Friday, December 31, 2010

Time Part One - Posted Dec 31 2010

I fear that this is going to be a difficult post. But I feel so passionately about time that I will give it a go. What uses of Time do we need to think about. In some ways it's pretty straightforward, there are instants and durations. But there is often complex interplay between people/systems regarding these.
For example, when I see a program on TV, and it covers something I haven't seen before I make an assumption that it is new. But in reality it probably isn't - others will likely have seen it. I still may tweet or otherwise notify a social group that I saw this "new" programme....... So I find it annoying not to know the time context in which something is published or made available. Of course this allows for jokes like Simon Wardley made at his excellent OSCON presentation.
"...Opens up exciting new prospects for the employment of computers in ways and on a scale that would have seemed pure fantasy only five years ago" Simon was applying the idea to the cloud, but actually the quotation stems from 1966. Without the time context we simply don't know.

And that leads to another area of time complexity - relative time - relative time words. testerday, today, five minutes ago. Of course functions that use relative time are ont idempotent. I get a different answer to "yesterday()" today than I will tomorrow.

As an aside, in synchronous conversation we know what time we are talking about, but in asynch we don't but we still use synch modes. So getting a bit more concrete.

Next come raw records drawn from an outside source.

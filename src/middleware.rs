//! Request/response types and the dev middleware chain.
//!
//! Each layer either answers a request or returns `None` to pass it to the
//! next one. The chain ends in a plain 404.
//!
//! ```text
//! request ──► UrlMapMiddleware ──None──► bundler fallback ──None──► 404
//!                  │ Some                      │ Some
//!                  ▼                           ▼
//!              response                    response
//! ```

use crate::log;
use anyhow::Result;
use std::{path::Path, sync::Arc};

/// An incoming dev server request.
#[derive(Debug, Clone, PartialEq, Eq)]
pub struct DevRequest {
    pub method: String,
    /// Raw request target, including any query string.
    pub url: String,
}

impl DevRequest {
    #[cfg(test)]
    pub fn get(url: impl Into<String>) -> Self {
        Self {
            method: "GET".into(),
            url: url.into(),
        }
    }

    /// Decoded path without the query string.
    pub fn path(&self) -> String {
        let raw = self.url.split(['?', '#']).next().unwrap_or_default();
        urlencoding::decode(raw)
            .map(std::borrow::Cow::into_owned)
            .unwrap_or_else(|_| raw.to_owned())
    }
}

#[derive(Debug, Clone, PartialEq, Eq)]
pub struct DevResponse {
    pub status: u16,
    pub content_type: &'static str,
    pub body: Vec<u8>,
}

impl DevResponse {
    pub fn html(body: impl Into<String>) -> Self {
        Self {
            status: 200,
            content_type: "text/html; charset=utf-8",
            body: body.into().into_bytes(),
        }
    }

    pub fn file(body: Vec<u8>, path: &Path) -> Self {
        Self {
            status: 200,
            content_type: guess_content_type(path),
            body,
        }
    }

    pub fn not_found() -> Self {
        Self {
            status: 404,
            content_type: "text/plain; charset=utf-8",
            body: b"404 Not Found".to_vec(),
        }
    }

    pub fn server_error(message: &str) -> Self {
        Self {
            status: 500,
            content_type: "text/plain; charset=utf-8",
            body: message.as_bytes().to_vec(),
        }
    }
}

/// One layer of the dev server.
pub trait Middleware: Send + Sync {
    /// Answer the request, or return `None` to call the next layer.
    fn handle(&self, request: &DevRequest) -> Result<Option<DevResponse>>;
}

/// Ordered middleware layers.
#[derive(Clone, Default)]
pub struct MiddlewareChain {
    layers: Vec<Arc<dyn Middleware>>,
}

impl MiddlewareChain {
    pub fn new(layers: Vec<Arc<dyn Middleware>>) -> Self {
        Self { layers }
    }

    /// Run the layers in order. Errors become a 500 response.
    ///
    /// A `HEAD` request gets the status and content type of the matching
    /// `GET` with an empty body.
    pub fn handle(&self, request: &DevRequest) -> DevResponse {
        let mut response = self.dispatch(request);
        if request.method == "HEAD" {
            response.body.clear();
        }
        response
    }

    fn dispatch(&self, request: &DevRequest) -> DevResponse {
        for layer in &self.layers {
            match layer.handle(request) {
                Ok(Some(response)) => return response,
                Ok(None) => {}
                Err(err) => {
                    log!("error"; "{} {}: {err:#}", request.method, request.url);
                    return DevResponse::server_error(&format!("{err:#}"));
                }
            }
        }
        DevResponse::not_found()
    }
}

/// Strip the site's path prefix from a request path on a segment boundary.
///
/// `/blog` matches `/blog` and `/blog/post/` but not `/blogroll/`. A root
/// prefix (`/` or empty) matches everything. Returns `None` when the path
/// lies outside the prefix.
pub fn strip_path_prefix<'a>(path: &'a str, prefix: &str) -> Option<&'a str> {
    let prefix = prefix.trim_end_matches('/');
    path.strip_prefix(prefix)
        .filter(|rest| rest.is_empty() || rest.starts_with('/'))
}

/// Guess MIME content type from file extension.
///
/// Returns `application/octet-stream` for unknown extensions.
pub fn guess_content_type(path: &Path) -> &'static str {
    match path.extension().and_then(|e| e.to_str()) {
        // Web content
        Some("html" | "htm") => "text/html; charset=utf-8",
        Some("css") => "text/css; charset=utf-8",
        // Component sources are served as modules
        Some("js" | "mjs" | "jsx" | "ts" | "tsx" | "svelte" | "vue") => {
            "text/javascript; charset=utf-8"
        }
        Some("json") => "application/json; charset=utf-8",
        Some("xml") => "application/xml; charset=utf-8",

        // Images
        Some("svg") => "image/svg+xml",
        Some("png") => "image/png",
        Some("jpg" | "jpeg") => "image/jpeg",
        Some("gif") => "image/gif",
        Some("webp") => "image/webp",
        Some("ico") => "image/x-icon",

        // Fonts
        Some("woff") => "font/woff",
        Some("woff2") => "font/woff2",

        Some("txt") => "text/plain; charset=utf-8",
        Some("md") => "text/markdown; charset=utf-8",

        _ => "application/octet-stream",
    }
}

Madame had a tennis game scheduled. I am absent minded. Madame needs reading glasses. On her phone there was a text message from Mary saying, "Are we playing tennis tomorrow?"   Madame asked me to read it to her on Tuesday morning. My assumption was that the tennis game was to be on Wednesday (tomorrow viewed from my contextual frame which was Tuesday morning).  Actually the game was Tuesday because Mary sent the message on Monday. Madame and Mary had had previous communication on the subject and so had further context. So there are lots of different times and interpretations lurking here. There's the contextual time of each participant, there's the actual time of the event, there's the time the message was sent, there's the time Madame's phone received the message... Much scope for ambiguity.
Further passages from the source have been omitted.